The only part of the processing plant that has not been taken over
from the construction contractor is a roaster plant, the purpose of
which is to upgrade one ilmenite product. The roaster is due to be
completed later this year. However, market demand remains strong and
we are supplying unroasted ilmenite to customers until roasted
ilmenite becomes available.

In addition to the ramp-up, operating and expansion activities during
the period under review, management at Moma dealt very effectively
with the consequences of a cyclone that passed over the mine in early
March. Remediation works are largely completed, with the exception of
some repairs to the accommodation village that are due to be finished
in September. Our insurance policy has responded to this situation
and a claim application is being processed.

The market for all our products continues to strengthen and demand
from our customers has increased. Demand for titanium feedstocks is
predicted to continue to grow steadily by at least 3% per annum.
Supply disruptions in a number of countries have exacerbated the
current supply shortage, resulting in higher prices. These higher
prices will more than offset recent operating cost increases.

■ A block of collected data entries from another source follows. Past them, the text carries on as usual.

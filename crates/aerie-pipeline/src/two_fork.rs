//! # Two-Fork Main Loop
//!
//! Routes every bag through a prefork chain, then one of two fork chains
//! chosen by a signpost, then a postfork chain:
//!
//! ```text
//!                        ┌─▶ fork1modulechain ─┐
//! source ─▶ prefork ─▶ signpost                 ├─▶ postfork
//!                        └─▶ fork2modulechain ─┘
//! ```
//!
//! - `Filter` in any segment drops the bag: later segments are skipped.
//! - `Terminate` in any segment stops the whole loop.
//! - A signpost answer other than 1 or 2 is [`PipelineError::InvalidFork`].

use aerie_types::{Bag, Configuration, NestError, Service, ServiceContext};
use tracing::{error, trace};

use crate::chain::{ChainOutcome, ModuleChain};
use crate::driver::{drive, LoopSettings, LoopState};
use crate::errors::PipelineError;
use crate::stats::LoopStats;
use crate::traits::{Direction, MainLoop, ModuleResult, Named, SignpostModule, Source};

#[derive(Default)]
pub struct TwoForkMainLoop {
    name: String,
    source: Option<Named<dyn Source>>,
    signpost: Option<Named<dyn SignpostModule>>,
    prefork: ModuleChain,
    fork1: ModuleChain,
    fork2: ModuleChain,
    postfork: ModuleChain,
    settings: LoopSettings,
    state: LoopState,
}

impl TwoForkMainLoop {
    pub fn new() -> Self {
        Self::default()
    }
}

/// Run one bag through the four segments.
fn route(
    signpost: &Named<dyn SignpostModule>,
    segments: [&ModuleChain; 4],
    bag: &mut Bag,
    index: u64,
) -> Result<ChainOutcome, PipelineError> {
    let [prefork, fork1, fork2, postfork] = segments;

    let outcome = prefork.run(bag, index)?;
    if !outcome.is_completed() {
        return Ok(outcome);
    }

    let fork = signpost
        .handle
        .lock()
        .direction(bag)
        .map_err(|err| {
            error!(signpost = %signpost.name, bag = index, error = %err, "signpost failed");
            PipelineError::SignpostFailed {
                signpost: signpost.name.clone(),
                bag: index,
                error: err,
            }
        })?;

    let chosen = match fork {
        1 => fork1,
        2 => fork2,
        other => {
            return Err(PipelineError::InvalidFork {
                signpost: signpost.name.clone(),
                bag: index,
                fork: other,
            })
        }
    };
    trace!(bag = index, fork, "bag goes down fork");

    let outcome = chosen.run(bag, index)?;
    if !outcome.is_completed() {
        return Ok(outcome);
    }
    postfork.run(bag, index)
}

impl Service for TwoForkMainLoop {
    fn default_configuration(&self) -> Result<Configuration, NestError> {
        let mut config = Configuration::new();
        config
            .parameter::<String>("source")?
            .parameter::<String>("signpost")?
            .parameter_default("preforkmodulechain", Vec::<String>::new())?
            .parameter::<Vec<String>>("fork1modulechain")?
            .parameter::<Vec<String>>("fork2modulechain")?
            .parameter_default("postforkmodulechain", Vec::<String>::new())?;
        LoopSettings::declare(&mut config)?;
        Ok(config)
    }

    fn initialize(&mut self, config: &Configuration, ctx: &ServiceContext<'_>) -> Result<(), NestError> {
        self.name = ctx.name().to_string();
        self.settings = LoopSettings::from_config(config)?;

        let source_name: String = config.get_parameter("source")?;
        self.source = Some(Named::new(
            source_name.clone(),
            ctx.resolve::<dyn Source>(&source_name)?,
        ));

        let signpost_name: String = config.get_parameter("signpost")?;
        self.signpost = Some(Named::new(
            signpost_name.clone(),
            ctx.resolve::<dyn SignpostModule>(&signpost_name)?,
        ));

        let chain = |label: &str| -> Result<ModuleChain, NestError> {
            ModuleChain::resolve(label, &config.get_parameter::<Vec<String>>(label)?, ctx)
        };
        self.prefork = chain("preforkmodulechain")?;
        self.fork1 = chain("fork1modulechain")?;
        self.fork2 = chain("fork2modulechain")?;
        self.postfork = chain("postforkmodulechain")?;
        Ok(())
    }
}

impl MainLoop for TwoForkMainLoop {
    fn execute(&mut self, direction: Direction) -> Result<(), PipelineError> {
        let source = self.source.as_ref().ok_or_else(|| PipelineError::NoSource {
            main_loop: self.name.clone(),
        })?;
        let signpost = self.signpost.as_ref().ok_or_else(|| {
            PipelineError::Configuration(format!("[{}] no signpost specified", self.name))
        })?;
        let segments = [&self.prefork, &self.fork1, &self.fork2, &self.postfork];

        drive(
            &self.name,
            source,
            direction,
            self.settings,
            &mut self.state,
            |bag, index| route(signpost, segments, bag, index),
        )
    }

    fn last_result(&self) -> Option<ModuleResult> {
        self.state.last_result
    }

    fn stats(&self) -> LoopStats {
        self.state.stats
    }
}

The Moma Titanium Minerals deposits contains resources which have a
life, at current target production levels, of over 100 years. Given
the favourable market conditions, there is a very strong case for
expansion. A dedicated team is developing a feasibility study for the
expansion of our output by approximately 50% to 1.2 million tonnes of
ilmenite plus co-products zircon and rutile. This study will be
presented to the Board later this year, at which time expansion
financing plans can be finalized.

Kenmare Moma Development Association

The Kenmare Moma Development Association (KMAD) supports and
contributes to the development of the communities in the area
surrounding the mine through a variety of capacity building,
infrastructure and cultural projects. KMAD has successfully completed
its third year of work under an initial development plan and is now
preparing an updated strategy for the next five years, as well as a
detailed implementation plan for the next three years. Kenmare
remains committed to supporting KMAD, and appreciates all support
given by employees and others who have contributed to it.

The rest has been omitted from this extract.